→ **Activity**
What is needed is each line of the data below that holds the string "Debug".

→ **Data section**

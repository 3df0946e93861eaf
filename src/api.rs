use axum::{
    extract::{Path, State},
    http::StatusCode,
    routing::get,
    Json, Router,
};
use serde::Serialize;
use std::sync::Arc;

use crate::integrations::evse::{EvseCoordinator, TelemetrySnapshot};
use crate::state::{EntityState, StateMachine};

/// Shared application state
pub struct AppState {
    pub state_machine: StateMachine,
    pub evse: EvseCoordinator,
}

/// GET /api/ response
#[derive(Serialize)]
struct ApiStatus {
    message: String,
}

/// GET /api/health response
#[derive(Serialize)]
struct Health {
    status: String,
    version: String,
    entity_count: usize,
}

/// GET /api/evse response
#[derive(Serialize)]
struct EvseStatus {
    /// False when the latest poll failed and `snapshot` is stale.
    fresh: bool,
    snapshot: TelemetrySnapshot,
}

pub fn router(state: Arc<AppState>) -> Router {
    Router::new()
        .route("/api/", get(api_status))
        .route("/api/states", get(get_states))
        .route("/api/states/:entity_id", get(get_state))
        .route("/api/evse", get(get_evse))
        .route("/api/health", get(health))
        .with_state(state)
}

/// GET /api/ — API running check
async fn api_status() -> Json<ApiStatus> {
    Json(ApiStatus {
        message: "API running.".to_string(),
    })
}

/// GET /api/states — all entity states
async fn get_states(State(app): State<Arc<AppState>>) -> Json<Vec<EntityState>> {
    Json(app.state_machine.get_all())
}

/// GET /api/states/{entity_id} — single entity state
async fn get_state(
    State(app): State<Arc<AppState>>,
    Path(entity_id): Path<String>,
) -> Result<Json<EntityState>, StatusCode> {
    app.state_machine
        .get(&entity_id)
        .map(Json)
        .ok_or(StatusCode::NOT_FOUND)
}

/// GET /api/evse — last EVSE snapshot plus freshness; 404 until the first
/// successful poll
async fn get_evse(State(app): State<Arc<AppState>>) -> Result<Json<EvseStatus>, StatusCode> {
    app.evse
        .data()
        .map(|snapshot| {
            Json(EvseStatus {
                fresh: app.evse.last_update_success(),
                snapshot,
            })
        })
        .ok_or(StatusCode::NOT_FOUND)
}

/// GET /api/health — liveness plus a registry size hint
async fn health(State(app): State<Arc<AppState>>) -> Json<Health> {
    Json(Health {
        status: "ok".to_string(),
        version: env!("CARGO_PKG_VERSION").to_string(),
        entity_count: app.state_machine.len(),
    })
}
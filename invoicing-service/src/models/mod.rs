//! Domain models for invoicing-service.

mod approval;
mod invoice;

pub use approval::{ApprovalWorkflow, Approver, ApproverAssignment, ApproverStatus};
pub use invoice::{Invoice, InvoiceDirection, InvoiceStatus, NewInvoice};
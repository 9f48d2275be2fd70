//! Configuration module for reconciliation-service.

use service_core::config::{self as core_config, env_or};
use service_core::error::AppError;
use std::env;

use crate::sepa::{Creditor, PartyAccount};

#[derive(Debug, Clone)]
pub struct ReconciliationConfig {
    pub common: core_config::Config,
    pub service_name: String,
    pub service_version: String,
    pub log_level: String,
    pub otlp_endpoint: Option<String>,
    pub default_currency: String,
    pub max_upload_bytes: usize,
    pub sepa: SepaConfig,
}

#[derive(Debug, Clone, Default)]
pub struct SepaConfig {
    /// Our own collecting account, used when a request does not name one.
    pub creditor: Option<Creditor>,
    pub initiating_party: Option<String>,
}

impl SepaConfig {
    fn from_env() -> Result<Self, AppError> {
        let name = env::var("SEPA_CREDITOR_NAME").ok();
        let iban = env::var("SEPA_CREDITOR_IBAN").ok();
        let bic = env::var("SEPA_CREDITOR_BIC").ok();
        let scheme_id = env::var("SEPA_CREDITOR_SCHEME_ID").ok();

        let creditor = match (name, iban, bic, scheme_id) {
            (Some(name), Some(iban), Some(bic), Some(scheme_id)) => Some(Creditor {
                account: PartyAccount { name, iban, bic },
                scheme_id,
            }),
            (None, None, None, None) => None,
            _ => {
                return Err(AppError::ConfigError(anyhow::anyhow!(
                    "SEPA_CREDITOR_NAME, SEPA_CREDITOR_IBAN, SEPA_CREDITOR_BIC and SEPA_CREDITOR_SCHEME_ID must be set together"
                )));
            }
        };

        Ok(Self {
            creditor,
            initiating_party: env::var("SEPA_INITIATING_PARTY").ok(),
        })
    }
}

impl ReconciliationConfig {
    pub fn from_env() -> Result<Self, AppError> {
        let common = core_config::Config::load()?;

        Ok(Self {
            common,
            service_name: env::var("SERVICE_NAME")
                .unwrap_or_else(|_| "reconciliation-service".to_string()),
            service_version: env::var("SERVICE_VERSION")
                .unwrap_or_else(|_| env!("CARGO_PKG_VERSION").to_string()),
            log_level: env::var("LOG_LEVEL").unwrap_or_else(|_| "info".to_string()),
            otlp_endpoint: env::var("OTLP_ENDPOINT").ok(),
            default_currency: env::var("DEFAULT_CURRENCY").unwrap_or_else(|_| "EUR".to_string()),
            max_upload_bytes: env_or("MAX_UPLOAD_BYTES", 10 * 1024 * 1024),
            sepa: SepaConfig::from_env()?,
        })
    }
}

→ **Solution for this exercise**
#[derive(Debug, Clone)]
#[derive(Debug, Clone, Default)]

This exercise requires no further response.